Output every line below without omitting or altering anything.

**Source data:**
--*--
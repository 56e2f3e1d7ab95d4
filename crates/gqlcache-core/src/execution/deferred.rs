//! # Possibly-Deferred Values
//!
//! A computation that either already has its value-or-error, or holds a
//! closure that produces it later. Cache reads use the deferred form for
//! reference resolution, which depends on the enclosing transaction still
//! being alive when the value is finally demanded.
//!
//! Composition keeps two guarantees: each closure runs at most once, and
//! the first error (in element order) is the one propagated.

use crate::types::CacheError;

/// A value-or-error now, or a closure that produces one later.
pub enum PossiblyDeferred<'a, T> {
    Immediate(Result<T, CacheError>),
    Deferred(Box<dyn FnOnce() -> Result<T, CacheError> + 'a>),
}

impl<T> std::fmt::Debug for PossiblyDeferred<'_, T> {
    fn fmt(&self, f: &mut std::fmt::Formatter<'_>) -> std::fmt::Result {
        match self {
            Self::Immediate(result) => f
                .debug_tuple("Immediate")
                .field(&result.as_ref().map(|_| "..."))
                .finish(),
            Self::Deferred(_) => f.write_str("Deferred(..)"),
        }
    }
}

impl<'a, T: 'a> PossiblyDeferred<'a, T> {
    #[must_use]
    pub fn immediate(result: Result<T, CacheError>) -> Self {
        Self::Immediate(result)
    }

    #[must_use]
    pub fn value(value: T) -> Self {
        Self::Immediate(Ok(value))
    }

    #[must_use]
    pub fn error(error: CacheError) -> Self {
        Self::Immediate(Err(error))
    }

    #[must_use]
    pub fn deferred(thunk: impl FnOnce() -> Result<T, CacheError> + 'a) -> Self {
        Self::Deferred(Box::new(thunk))
    }

    #[must_use]
    pub const fn is_deferred(&self) -> bool {
        matches!(self, Self::Deferred(_))
    }

    /// Force the computation.
    pub fn get(self) -> Result<T, CacheError> {
        match self {
            Self::Immediate(result) => result,
            Self::Deferred(thunk) => thunk(),
        }
    }

    #[must_use]
    pub fn map<U: 'a>(self, f: impl FnOnce(T) -> U + 'a) -> PossiblyDeferred<'a, U> {
        match self {
            Self::Immediate(result) => PossiblyDeferred::Immediate(result.map(f)),
            Self::Deferred(thunk) => PossiblyDeferred::deferred(move || thunk().map(f)),
        }
    }

    #[must_use]
    pub fn try_map<U: 'a>(
        self,
        f: impl FnOnce(T) -> Result<U, CacheError> + 'a,
    ) -> PossiblyDeferred<'a, U> {
        match self {
            Self::Immediate(result) => PossiblyDeferred::Immediate(result.and_then(f)),
            Self::Deferred(thunk) => PossiblyDeferred::deferred(move || thunk().and_then(f)),
        }
    }

    /// Chain a computation that may itself be deferred.
    #[must_use]
    pub fn and_then<U: 'a>(
        self,
        f: impl FnOnce(T) -> PossiblyDeferred<'a, U> + 'a,
    ) -> PossiblyDeferred<'a, U> {
        match self {
            Self::Immediate(Ok(value)) => f(value),
            Self::Immediate(Err(error)) => PossiblyDeferred::Immediate(Err(error)),
            Self::Deferred(thunk) => PossiblyDeferred::deferred(move || f(thunk()?).get()),
        }
    }

    #[must_use]
    pub fn map_err(self, f: impl FnOnce(CacheError) -> CacheError + 'a) -> Self {
        match self {
            Self::Immediate(result) => Self::Immediate(result.map_err(f)),
            Self::Deferred(thunk) => Self::deferred(move || thunk().map_err(f)),
        }
    }
}

/// Combine a sequence into one computation over all values.
///
/// Stays immediate when every element is; otherwise defers, forcing the
/// elements in order and stopping at the first error.
#[must_use]
pub fn lazily_evaluate_all<'a, T: 'a>(
    items: Vec<PossiblyDeferred<'a, T>>,
) -> PossiblyDeferred<'a, Vec<T>> {
    if items.iter().any(PossiblyDeferred::is_deferred) {
        PossiblyDeferred::deferred(move || items.into_iter().map(PossiblyDeferred::get).collect())
    } else {
        PossiblyDeferred::Immediate(items.into_iter().map(PossiblyDeferred::get).collect())
    }
}

// =============================================================================
// TESTS
// =============================================================================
--*--
**Solution to the exercise:**
repository 56e2f3e1d7ab95d4
filename crates/gqlcache-core/src/execution/deferred.rs
//! # Possibly-Deferred Values
//!
//! A computation that either already has its value-or-error, or holds a
//! closure that produces it later. Cache reads use the deferred form for
//! reference resolution, which depends on the enclosing transaction still
//! being alive when the value is finally demanded.
//!
//! Composition keeps two guarantees: each closure runs at most once, and
//! the first error (in element order) is the one propagated.

use crate::types::CacheError;

/// A value-or-error now, or a closure that produces one later.
pub enum PossiblyDeferred<'a, T> {
    Immediate(Result<T, CacheError>),
    Deferred(Box<dyn FnOnce() -> Result<T, CacheError> + 'a>),
}

impl<T> std::fmt::Debug for PossiblyDeferred<'_, T> {
    fn fmt(&self, f: &mut std::fmt::Formatter<'_>) -> std::fmt::Result {
        match self {
            Self::Immediate(result) => f
                .debug_tuple("Immediate")
                .field(&result.as_ref().map(|_| "..."))
                .finish(),
            Self::Deferred(_) => f.write_str("Deferred(..)"),
        }
    }
}

impl<'a, T: 'a> PossiblyDeferred<'a, T> {
    #[must_use]
    pub fn immediate(result: Result<T, CacheError>) -> Self {
        Self::Immediate(result)
    }

    #[must_use]
    pub fn value(value: T) -> Self {
        Self::Immediate(Ok(value))
    }

    #[must_use]
    pub fn error(error: CacheError) -> Self {
        Self::Immediate(Err(error))
    }

    #[must_use]
    pub fn deferred(thunk: impl FnOnce() -> Result<T, CacheError> + 'a) -> Self {
        Self::Deferred(Box::new(thunk))
    }

    #[must_use]
    pub const fn is_deferred(&self) -> bool {
        matches!(self, Self::Deferred(_))
    }

    /// Force the computation.
    pub fn get(self) -> Result<T, CacheError> {
        match self {
            Self::Immediate(result) => result,
            Self::Deferred(thunk) => thunk(),
        }
    }

    #[must_use]
    pub fn map<U: 'a>(self, f: impl FnOnce(T) -> U + 'a) -> PossiblyDeferred<'a, U> {
        match self {
            Self::Immediate(result) => PossiblyDeferred::Immediate(result.map(f)),
            Self::Deferred(thunk) => PossiblyDeferred::deferred(move || thunk().map(f)),
        }
    }

    #[must_use]
    pub fn try_map<U: 'a>(
        self,
        f: impl FnOnce(T) -> Result<U, CacheError> + 'a,
    ) -> PossiblyDeferred<'a, U> {
        match self {
            Self::Immediate(result) => PossiblyDeferred::Immediate(result.and_then(f)),
            Self::Deferred(thunk) => PossiblyDeferred::deferred(move || thunk().and_then(f)),
        }
    }

    /// Chain a computation that may itself be deferred.
    #[must_use]
    pub fn and_then<U: 'a>(
        self,
        f: impl FnOnce(T) -> PossiblyDeferred<'a, U> + 'a,
    ) -> PossiblyDeferred<'a, U> {
        match self {
            Self::Immediate(Ok(value)) => f(value),
            Self::Immediate(Err(error)) => PossiblyDeferred::Immediate(Err(error)),
            Self::Deferred(thunk) => PossiblyDeferred::deferred(move || f(thunk()?).get()),
        }
    }

    #[must_use]
    pub fn map_err(self, f: impl FnOnce(CacheError) -> CacheError + 'a) -> Self {
        match self {
            Self::Immediate(result) => Self::Immediate(result.map_err(f)),
            Self::Deferred(thunk) => Self::deferred(move || thunk().map_err(f)),
        }
    }
}

/// Combine a sequence into one computation over all values.
///
/// Stays immediate when every element is; otherwise defers, forcing the
/// elements in order and stopping at the first error.
#[must_use]
pub fn lazily_evaluate_all<'a, T: 'a>(
    items: Vec<PossiblyDeferred<'a, T>>,
) -> PossiblyDeferred<'a, Vec<T>> {
    if items.iter().any(PossiblyDeferred::is_deferred) {
        PossiblyDeferred::deferred(move || items.into_iter().map(PossiblyDeferred::get).collect())
    } else {
        PossiblyDeferred::Immediate(items.into_iter().map(PossiblyDeferred::get).collect())
    }
}

// =============================================================================
// TESTS
// =============================================================================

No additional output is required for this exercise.